[Activity] Where in the records does the word "values" occur? Copy each line in which it does.
====== The data ======
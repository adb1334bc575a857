//! Quill configuration system
//!
//! This crate provides centralized configuration management for Quill,
//! loading settings from `quill.toml` as an alternative to environment
//! variables.

use serde::{Deserialize, Serialize};
use std::path::Path;

/// Main configuration structure for Quill
#[derive(Debug, Clone, Serialize, Deserialize, Default)]
#[serde(default)]
pub struct QuillConfig {
    /// Glyph resolver policy settings
    pub resolver: ResolverConfig,
}

/// Glyph resolver configuration
#[derive(Debug, Clone, Serialize, Deserialize)]
#[serde(default)]
pub struct ResolverConfig {
    /// Track placeholder matches during the fallback walk and synthesize
    /// visible placeholder boxes for unresolved glyphs
    pub placeholder_substitution: bool,
    /// Route sandboxed glyph providers through a module runtime
    pub sandbox: bool,
}

impl Default for ResolverConfig {
    fn default() -> Self {
        Self {
            placeholder_substitution: true,
            sandbox: false,
        }
    }
}

impl QuillConfig {
    /// Load configuration from a TOML file
    ///
    /// # Arguments
    /// * `path` - Path to the quill.toml configuration file
    ///
    /// # Returns
    /// * `Ok(QuillConfig)` - Successfully loaded configuration
    /// * `Err(String)` - Error message if loading failed
    pub fn load_from_file<P: AsRef<Path>>(path: P) -> Result<Self, String> {
        let content = std::fs::read_to_string(path.as_ref())
            .map_err(|e| format!("Failed to read config file: {}", e))?;

        toml::from_str(&content).map_err(|e| format!("Failed to parse config file: {}", e))
    }

    /// Load configuration from the default location (quill.toml in the
    /// current directory) or return default configuration if the file
    /// doesn't exist
    pub fn load_or_default() -> Self {
        Self::load_from_file("quill.toml").unwrap_or_default()
    }

    /// Merge configuration with environment variables
    ///
    /// Environment variables take precedence over configuration file
    /// values. This allows for temporary overrides without modifying the
    /// config file.
    pub fn merge_with_env(&mut self) {
        if let Ok(val) = std::env::var("QUILL_PLACEHOLDER") {
            self.resolver.placeholder_substitution =
                val == "1" || val.eq_ignore_ascii_case("true");
        }
        if let Ok(val) = std::env::var("QUILL_SANDBOX") {
            self.resolver.sandbox = val == "1" || val.eq_ignore_ascii_case("true");
        }
    }

    /// Load configuration with environment variable overrides
    ///
    /// This is the recommended way to load configuration:
    /// 1. Load from quill.toml (or use defaults if not found)
    /// 2. Override with environment variables if present
    pub fn load() -> Self {
        let mut config = Self::load_or_default();
        config.merge_with_env();
        config
    }
}
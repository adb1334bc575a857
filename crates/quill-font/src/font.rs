use crate::provider::{BitmapProvider, DscProvider};
use crate::sandbox::ModuleHandle;

/// Non-owning handle to a font in a [`FontTable`].
#[derive(Debug, Clone, Copy, PartialEq, Eq, Hash)]
pub struct FontId(u32);

impl FontId {
    pub fn index(self) -> usize {
        self.0 as usize
    }

    /// Raw value, as marshaled into sandbox argument buffers.
    pub fn raw(self) -> u32 {
        self.0
    }
}

/// A single font in the fallback chain.
///
/// The font itself is opaque to the resolver: it only carries the line
/// height, the two glyph providers, the optional fallback link and the
/// optional sandbox module its providers live in.
#[derive(Debug, Clone)]
pub struct Font {
    line_height: u16,
    glyph_dsc: Option<DscProvider>,
    glyph_bitmap: Option<BitmapProvider>,
    fallback: Option<FontId>,
    module: Option<ModuleHandle>,
}

impl Font {
    pub fn builder(line_height: u16) -> FontBuilder {
        FontBuilder {
            font: Font {
                line_height,
                glyph_dsc: None,
                glyph_bitmap: None,
                fallback: None,
                module: None,
            },
        }
    }

    pub fn line_height(&self) -> u16 {
        self.line_height
    }

    pub fn glyph_dsc(&self) -> Option<&DscProvider> {
        self.glyph_dsc.as_ref()
    }

    pub fn glyph_bitmap(&self) -> Option<&BitmapProvider> {
        self.glyph_bitmap.as_ref()
    }

    pub fn fallback(&self) -> Option<FontId> {
        self.fallback
    }

    pub fn module(&self) -> Option<&ModuleHandle> {
        self.module.as_ref()
    }
}

/// Builder for [`Font`]; provider variants are fixed here, once, at
/// construction time.
#[derive(Debug, Clone)]
pub struct FontBuilder {
    font: Font,
}

impl FontBuilder {
    pub fn glyph_dsc(mut self, provider: DscProvider) -> Self {
        self.font.glyph_dsc = Some(provider);
        self
    }

    pub fn glyph_bitmap(mut self, provider: BitmapProvider) -> Self {
        self.font.glyph_bitmap = Some(provider);
        self
    }

    /// Link the next font to consult when this one misses a glyph.
    pub fn fallback(mut self, font: FontId) -> Self {
        self.font.fallback = Some(font);
        self
    }

    /// Associate the sandbox module that hosts this font's sandboxed
    /// providers.
    pub fn module(mut self, module: ModuleHandle) -> Self {
        self.font.module = Some(module);
        self
    }

    pub fn build(self) -> Font {
        self.font
    }
}

/// Externally owned font storage.
///
/// Fallback links are plain [`FontId`]s into this table, so the table
/// must outlive every resolution call that walks it. The table is
/// append-only; ids stay valid for its lifetime. Keeping the fallback
/// chain acyclic is the caller's contract — a cycle makes resolution
/// loop forever.
#[derive(Debug, Clone, Default)]
pub struct FontTable {
    fonts: Vec<Font>,
}

impl FontTable {
    pub fn new() -> Self {
        Self::default()
    }

    pub fn insert(&mut self, font: Font) -> FontId {
        let id = FontId(self.fonts.len() as u32);
        self.fonts.push(font);
        id
    }

    pub fn get(&self, id: FontId) -> Option<&Font> {
        self.fonts.get(id.index())
    }

    pub fn len(&self) -> usize {
        self.fonts.len()
    }

    pub fn is_empty(&self) -> bool {
        self.fonts.is_empty()
    }
}
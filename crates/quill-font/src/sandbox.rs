//! Interface to the sandboxed module runtime and the argument-buffer
//! calling convention shared with guest modules.

use std::sync::Arc;

use crate::font::FontId;
use crate::glyph::GlyphDsc;

/// Number of `u32` slots in a sandbox argument buffer.
pub const SANDBOX_ARGC: usize = 8;

/// Identifies an instantiated module within a sandbox runtime.
#[derive(Debug, Clone, PartialEq, Eq, Hash)]
pub struct ModuleHandle(Arc<str>);

impl ModuleHandle {
    pub fn new(name: impl Into<Arc<str>>) -> Self {
        ModuleHandle(name.into())
    }

    pub fn name(&self) -> &str {
        &self.0
    }
}

/// Failures reported by a sandbox runtime.
///
/// The resolver treats every one of these as "glyph not found"; they
/// exist so runtime implementations can log and report precisely.
#[derive(Debug, thiserror::Error)]
pub enum SandboxError {
    #[error("unknown module: {0}")]
    UnknownModule(String),
    #[error("entry point not found: {0}")]
    MissingEntry(String),
    #[error("sandbox runtime error: {0}")]
    Runtime(String),
}

/// Executes untrusted glyph provider code.
///
/// `run` invokes `entry` in `module` with the packed argument buffer
/// staged in guest memory; by convention the runtime writes the call's
/// return value back into `argv[0]`. Timeouts and cancellation are the
/// runtime's concern, not the resolver's.
pub trait SandboxRuntime {
    fn run(
        &self,
        module: &ModuleHandle,
        entry: &str,
        argv: &mut [u32; SANDBOX_ARGC],
    ) -> Result<(), SandboxError>;
}

/// Pack a descriptor lookup into an argument buffer:
/// `[font, letter, letter_next, 0, 0, 0, 0, 0]`.
pub fn encode_dsc_call(font: FontId, letter: u32, letter_next: u32) -> [u32; SANDBOX_ARGC] {
    let mut argv = [0u32; SANDBOX_ARGC];
    argv[0] = font.raw();
    argv[1] = letter;
    argv[2] = letter_next;
    argv
}

/// Unpack a descriptor lookup result:
/// `[found, adv_w, box_w, box_h, ofs_x, ofs_y, bpp, is_placeholder]`.
///
/// Offsets are `i16` values sign-extended through the `u32` slots.
/// `resolved_font` is left untouched; stamping it is the walker's job.
pub fn decode_dsc_result(argv: &[u32; SANDBOX_ARGC], out: &mut GlyphDsc) -> bool {
    out.adv_w = argv[1] as u16;
    out.box_w = argv[2] as u16;
    out.box_h = argv[3] as u16;
    out.ofs_x = argv[4] as i32 as i16;
    out.ofs_y = argv[5] as i32 as i16;
    out.bpp = argv[6] as u8;
    out.is_placeholder = argv[7] != 0;
    argv[0] != 0
}

/// Pack a bitmap lookup into an argument buffer: `[font, letter, 0, ..]`.
/// The result comes back in slot 0 as a guest memory address, 0 meaning
/// not found.
pub fn encode_bitmap_call(font: FontId, letter: u32) -> [u32; SANDBOX_ARGC] {
    let mut argv = [0u32; SANDBOX_ARGC];
    argv[0] = font.raw();
    argv[1] = letter;
    argv
}
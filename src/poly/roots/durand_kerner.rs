use itertools::Itertools;
use num::One;

use crate::{poly::eval, Complex, RealScalar};

/// Find all roots at once with the Durand–Kerner–Weierstrass method.
///
/// Every estimate is updated in lockstep from the previous iterate,
/// `zᵢ ← zᵢ - p(zᵢ) / Πⱼ≠ᵢ (zᵢ - zⱼ)`, until no estimate moves by more than
/// `epsilon` or `max_iter` iterations have been performed.
///
/// Returns the estimates, the number of iterations and whether the estimates
/// settled. Hitting the cap is not an error, the last estimate is returned.
///
/// The leading coefficient must not be zero and the degree must be at least
/// one.
pub(super) fn durand_kerner<R: RealScalar>(
    coeffs: &[Complex<R>],
    epsilon: R,
    max_iter: usize,
) -> (Vec<Complex<R>>, usize, bool) {
    debug_assert!(coeffs.len() >= 2);
    debug_assert!(!coeffs[0].is_almost_zero());

    let lead = coeffs[0];
    let monic = if lead.is_one() {
        coeffs.to_vec()
    } else {
        coeffs.iter().map(|&c| c / lead).collect_vec()
    };

    let mut points = initial_guesses(monic.len() - 1);
    let mut next = points.clone();

    for i in 1..=max_iter {
        for (k, z) in next.iter_mut().enumerate() {
            let zk = points[k];
            let denom: Complex<R> = points
                .iter()
                .enumerate()
                .filter(|&(j, _)| j != k)
                .map(|(_, &zj)| zk - zj)
                .product();
            *z = zk - eval(&monic, zk) / denom;
        }
        log::trace!("{next:?}");

        let settled = points
            .iter()
            .zip(&next)
            .all(|(&old, &new)| (old - new).abs() <= epsilon);
        std::mem::swap(&mut points, &mut next);
        if settled {
            log::debug!("converged after {i} iterations");
            return (points, i, true);
        }
    }

    log::warn!("did not converge within {max_iter} iterations, returning last estimate");
    (points, max_iter, false)
}

/// Powers of `0.4 + 0.9i`, which is neither real nor a root of unity, so the
/// seeds are distinct and not symmetric about the real axis.
fn initial_guesses<R: RealScalar>(n: usize) -> Vec<Complex<R>> {
    let seed = Complex::new(
        R::from_f64(0.4).expect("overflow"),
        R::from_f64(0.9).expect("overflow"),
    );
    let mut guesses = Vec::with_capacity(n);
    let mut z = Complex::one();
    for _ in 0..n {
        guesses.push(z);
        z *= seed;
    }
    guesses
}

#[cfg(test)]
mod test {
    use super::{durand_kerner, initial_guesses};
    use crate::{Complex32, Complex64};

    fn c(re: f64) -> Complex64 {
        Complex64::new(re, 0.0)
    }

    #[test]
    fn seeds() {
        let g = initial_guesses::<f64>(3);
        assert_eq!(g[0], c(1.0));
        assert_eq!(g[1], Complex64::new(0.4, 0.9));
        assert!((g[2] - Complex64::new(0.16 - 0.81, 0.72)).abs() < 1E-15);
    }

    #[test]
    fn seeds_f32() {
        let g = initial_guesses::<f32>(2);
        assert_eq!(g[0], Complex32::new(1.0, 0.0));
        assert_eq!(g[1], Complex32::new(0.4, 0.9));
    }

    #[test]
    fn linear_settles_on_second_step() {
        let (roots, iterations, converged) = durand_kerner(&[c(1.0), c(1.0)], f64::EPSILON, 1000);
        assert_eq!(roots, vec![c(-1.0)]);
        assert_eq!(iterations, 2);
        assert!(converged);
    }

    #[test]
    fn not_monic() {
        // 2(x - 1)(x - 2)(x + 3)
        let coeffs = [c(2.0), c(0.0), c(-14.0), c(12.0)];
        let (roots, _, _) = durand_kerner(&coeffs, 1E-12, 1000);
        let mut re = roots.iter().map(|z| z.re).collect::<Vec<_>>();
        re.sort_by(f64::total_cmp);
        for (r, e) in re.iter().zip([-3.0, 1.0, 2.0]) {
            assert!((r - e).abs() < 1E-9);
        }
        for z in &roots {
            assert!(z.im.abs() < 1E-9);
        }
    }

    #[test]
    fn zero_iterations() {
        let (roots, iterations, converged) = durand_kerner(&[c(1.0), c(0.0), c(1.0)], 1E-12, 0);
        assert_eq!(roots, initial_guesses::<f64>(2));
        assert_eq!(iterations, 0);
        assert!(!converged);
    }
}
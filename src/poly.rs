use std::fmt::{self, Display};

use itertools::Itertools;
use num::{One, Zero};

use crate::{
    util::{complex::complex_fmt, doc_macros::errors_invalid_polynomial},
    Complex, Error, RealScalar, Result,
};

pub(crate) mod roots;

/// A univariate polynomial with complex coefficients, stored highest degree
/// first: `[c₀, c₁, …, c_d]` is `c₀·xᵈ + c₁·xᵈ⁻¹ + … + c_d`.
///
/// A polynomial always has at least one coefficient that is not (almost)
/// zero. Leading zeros are allowed, they are factored out when solving.
#[derive(Clone, Debug, PartialEq, Eq)]
pub struct Polynomial<R: RealScalar>(pub(crate) Vec<Complex<R>>);

pub type Polynomial32 = Polynomial<f32>;
pub type Polynomial64 = Polynomial<f64>;

impl<R: RealScalar> Polynomial<R> {
    /// Create a polynomial from real coefficients, highest degree first.
    ///
    /// # Errors
    #[doc = errors_invalid_polynomial!()]
    ///
    /// # Examples
    /// ```
    /// use polyroots::Polynomial64;
    ///
    /// let p = Polynomial64::new(&[2.0, 0.0, -1.0])?;
    /// assert_eq!(p.degree(), 2);
    /// assert!(Polynomial64::new(&[]).is_err());
    /// assert!(Polynomial64::new(&[0.0, 0.0]).is_err());
    /// # Ok::<(), polyroots::Error>(())
    /// ```
    pub fn new(coeffs: &[R]) -> Result<Self> {
        Self::from_vec(coeffs.iter().copied().map(Complex::from_real).collect_vec())
    }

    /// Create a polynomial from complex coefficients, highest degree first.
    ///
    /// # Errors
    #[doc = errors_invalid_polynomial!()]
    pub fn from_complex(coeffs: &[Complex<R>]) -> Result<Self> {
        Self::from_vec(coeffs.to_vec())
    }

    fn from_vec(coeffs: Vec<Complex<R>>) -> Result<Self> {
        if coeffs.is_empty() {
            return Err(Error::InvalidPolynomial {
                reason: "no coefficients",
            });
        }
        if coeffs.iter().all(|c| c.is_almost_zero()) {
            return Err(Error::InvalidPolynomial {
                reason: "the zero polynomial has no defined roots",
            });
        }
        Ok(Self(coeffs))
    }

    /// Monic polynomial with the given roots, `Π (x - rᵢ)`. No roots gives
    /// the constant `1`.
    ///
    /// ```
    /// use polyroots::{complex, Polynomial64};
    ///
    /// let p = Polynomial64::from_roots(&[complex!(1.0), complex!(2.0)]);
    /// assert_eq!(p, Polynomial64::new(&[1.0, -3.0, 2.0])?);
    /// # Ok::<(), polyroots::Error>(())
    /// ```
    #[must_use]
    pub fn from_roots(roots: &[Complex<R>]) -> Self {
        let mut coeffs = Vec::with_capacity(roots.len() + 1);
        coeffs.push(Complex::one());
        for &r in roots {
            coeffs.push(Complex::zero());
            for i in (1..coeffs.len()).rev() {
                let prev = coeffs[i - 1];
                coeffs[i] -= r * prev;
            }
        }
        Self(coeffs)
    }

    /// Number of coefficients minus one. Leading zeros are counted.
    #[must_use]
    pub fn degree(&self) -> usize {
        self.0.len() - 1
    }

    /// Coefficients, highest degree first.
    #[must_use]
    pub fn coeffs(&self) -> &[Complex<R>] {
        &self.0
    }

    /// Evaluate at `x` with Horner's method.
    ///
    /// ```
    /// use polyroots::{complex, poly};
    ///
    /// let p = poly![1.0, 0.0, 1.0]?;
    /// assert_eq!(p.eval(complex!(0.0, 1.0)), complex!(0.0, 0.0));
    /// assert_eq!(p.eval(complex!(2.0)), complex!(5.0));
    /// # Ok::<(), polyroots::Error>(())
    /// ```
    pub fn eval(&self, x: Complex<R>) -> Complex<R> {
        eval(&self.0, x)
    }

    /// Multiply every coefficient by `factor`. The roots do not change unless
    /// `factor` is zero.
    #[must_use]
    pub fn scaled(&self, factor: Complex<R>) -> Self {
        Self(self.0.iter().map(|&c| c * factor).collect())
    }
}

pub(crate) fn eval<R: RealScalar>(coeffs: &[Complex<R>], x: Complex<R>) -> Complex<R> {
    coeffs
        .iter()
        .fold(Complex::zero(), |acc, &c| acc * x + c)
}

impl<R: RealScalar> Display for Polynomial<R> {
    fn fmt(&self, f: &mut fmt::Formatter<'_>) -> fmt::Result {
        let degree = self.degree();
        let terms = self
            .0
            .iter()
            .enumerate()
            .filter(|(_, c)| !c.is_zero())
            .map(|(i, c)| match degree - i {
                0 => complex_fmt(*c),
                1 => format!("{}x", complex_fmt(*c)),
                n => format!("{}x^{n}", complex_fmt(*c)),
            })
            .join(" + ");
        write!(f, "{terms}")
    }
}
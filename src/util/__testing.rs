//! Testing utilities, do not depend on any of these in production!

use fastrand::Rng;
use itertools::Itertools;

use crate::{Complex64, Polynomial64, RootMultiset};

struct RandStreamF64 {
    state: Rng,
}

impl RandStreamF64 {
    fn new(seed: u64) -> Self {
        Self {
            state: Rng::with_seed(seed),
        }
    }
}

impl Iterator for RandStreamF64 {
    type Item = f64;

    fn next(&mut self) -> Option<Self::Item> {
        Some(self.state.f64())
    }
}

/// Uniformly distributed real values in `[min, max)`, as complex numbers.
pub struct RandStreamR64 {
    real_stream: RandStreamF64,
    min: f64,
    max: f64,
}

impl RandStreamR64 {
    #[must_use]
    pub fn new(seed: u64, min: f64, max: f64) -> Self {
        assert!(min <= max, "minimum should be smaller or equal to maximum");
        Self {
            real_stream: RandStreamF64::new(seed),
            min,
            max,
        }
    }
}

impl Iterator for RandStreamR64 {
    type Item = Complex64;

    fn next(&mut self) -> Option<Self::Item> {
        let re = (self.real_stream.next()?).mul_add(self.max - self.min, self.min);
        Some(Complex64::new(re, 0.0))
    }
}

/// Uniformly distributed complex values in a rectangle.
pub struct RandStreamC64Cartesian {
    real_stream: RandStreamF64,
    min_re: f64,
    max_re: f64,
    min_im: f64,
    max_im: f64,
}

impl RandStreamC64Cartesian {
    #[must_use]
    pub fn new(seed: u64, min_re: f64, max_re: f64, min_im: f64, max_im: f64) -> Self {
        assert!(
            min_re <= max_re && min_im <= max_im,
            "minimum should be smaller or equal to maximum"
        );
        Self {
            real_stream: RandStreamF64::new(seed),
            min_re,
            max_re,
            min_im,
            max_im,
        }
    }
}

impl Iterator for RandStreamC64Cartesian {
    type Item = Complex64;

    fn next(&mut self) -> Option<Self::Item> {
        let re = (self.real_stream.next()?).mul_add(self.max_re - self.min_re, self.min_re);
        let im = (self.real_stream.next()?).mul_add(self.max_im - self.min_im, self.min_im);
        Some(Complex64::new(re, im))
    }
}

/// Generate one test case where the roots are known and can be compared
///
/// # Panics
/// If `scale_stream` runs out.
pub fn test_case_roots(
    roots_stream: impl Iterator<Item = Complex64>,
    mut scale_stream: impl Iterator<Item = Complex64>,
    degree: usize,
) -> (Polynomial64, Vec<Complex64>) {
    let roots = roots_stream.take(degree).collect_vec();
    let poly = Polynomial64::from_roots(&roots)
        .scaled(scale_stream.next().expect("rng stream should be infinite"));
    (poly, roots)
}

/// Generate one test case with real coefficients: the roots come in conjugate
/// pairs, plus one real root (the real part of the next sample) if `degree`
/// is odd.
///
/// # Panics
/// If `roots_stream` or `scale_stream` run out.
pub fn test_case_conj_roots(
    mut roots_stream: impl Iterator<Item = Complex64>,
    mut scale_stream: impl Iterator<Item = Complex64>,
    degree: usize,
) -> (Polynomial64, Vec<Complex64>) {
    let mut roots = roots_stream
        .by_ref()
        .take(degree / 2)
        .flat_map(|z| [z, z.conj()])
        .collect_vec();
    if degree % 2 == 1 {
        let z = roots_stream.next().expect("rng stream should be infinite");
        roots.push(Complex64::new(z.re, 0.0));
    }
    let poly = Polynomial64::from_roots(&roots)
        .scaled(scale_stream.next().expect("rng stream should be infinite"));
    (poly, roots)
}

/// Check that all roots have been found, matching each expected root with the
/// closest remaining found root.
#[must_use]
pub fn check_roots(found: &RootMultiset<Complex64>, expected: &[Complex64], tol: f64) -> bool {
    let mut found = found.iter().copied().collect_vec();
    if found.len() != expected.len() {
        return false;
    }

    for r1 in expected {
        let mut best_idx = 0;
        let mut best_d = f64::MAX;
        for (i, r2) in found.iter().enumerate() {
            let d = (*r1 - *r2).abs();
            if d < best_d {
                best_idx = i;
                best_d = d;
            }
        }
        if best_d > tol {
            return false;
        }
        found.remove(best_idx);
    }
    true
}

/// Largest `|p(z)|` over the given points.
#[must_use]
pub fn max_residual(poly: &Polynomial64, points: &RootMultiset<Complex64>) -> f64 {
    points
        .iter()
        .map(|&z| poly.eval(z).abs())
        .fold(0.0, f64::max)
}
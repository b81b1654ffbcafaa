//! Roots of real and complex polynomials, with their multiplicities.
//!
//! Polynomials of degree up to 4 are solved with closed form formulas
//! (linear, quadratic, Cardano's cubic and Ferrari's quartic), higher degrees
//! with the Durand–Kerner–Weierstrass simultaneous iteration. The roots come
//! back as a [`RootMultiset`], an unordered collection that keeps track of
//! how many times each root occurs.
//!
//! ```
//! use polyroots::{complex, multiset, roots};
//!
//! // x³ + 3x² + 3x + 1 = (x + 1)³
//! let r = roots(&[1.0, 3.0, 3.0, 1.0], true)?;
//! assert_eq!(r, multiset![complex!(-1.0), complex!(-1.0), complex!(-1.0)]);
//! # Ok::<(), polyroots::Error>(())
//! ```
//!
//! Coefficients are always given highest degree first. Coefficients that are
//! zero within machine epsilon are handled before solving: leading zeros
//! lower the degree and a zero constant term is a root at the origin.
#![warn(clippy::pedantic)]
#![allow(clippy::module_name_repetitions)]

#[macro_use]
mod macros;

mod complex;
mod error;
mod multiset;
mod poly;
mod scalar;
mod util;

pub use complex::{Complex, Complex32, Complex64};
pub use error::{Error, Result};
pub use multiset::{IntoIter, Iter, RootMultiset};
pub use poly::{
    roots::{
        complex_roots, roots, Method, RootsBuilder, RootsReport, DEFAULT_MAX_ITER,
        MAX_CLOSED_FORM_DEGREE,
    },
    Polynomial, Polynomial32, Polynomial64,
};
pub use scalar::RealScalar;

pub use num;

#[doc(hidden)]
pub use util::__testing;
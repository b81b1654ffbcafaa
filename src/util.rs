//! Internal utilities, not part of the API

pub(crate) mod complex;
pub(crate) mod doc_macros;

// re-exported by crate root
#[doc(hidden)]
pub mod __testing;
======
[Answer to this task]
    /// values. This allows for temporary overrides without modifying the
/// Offsets are `i16` values sign-extended through the `u32` slots.
/// Uniformly distributed real values in `[min, max)`, as complex numbers.
/// Uniformly distributed complex values in a rectangle.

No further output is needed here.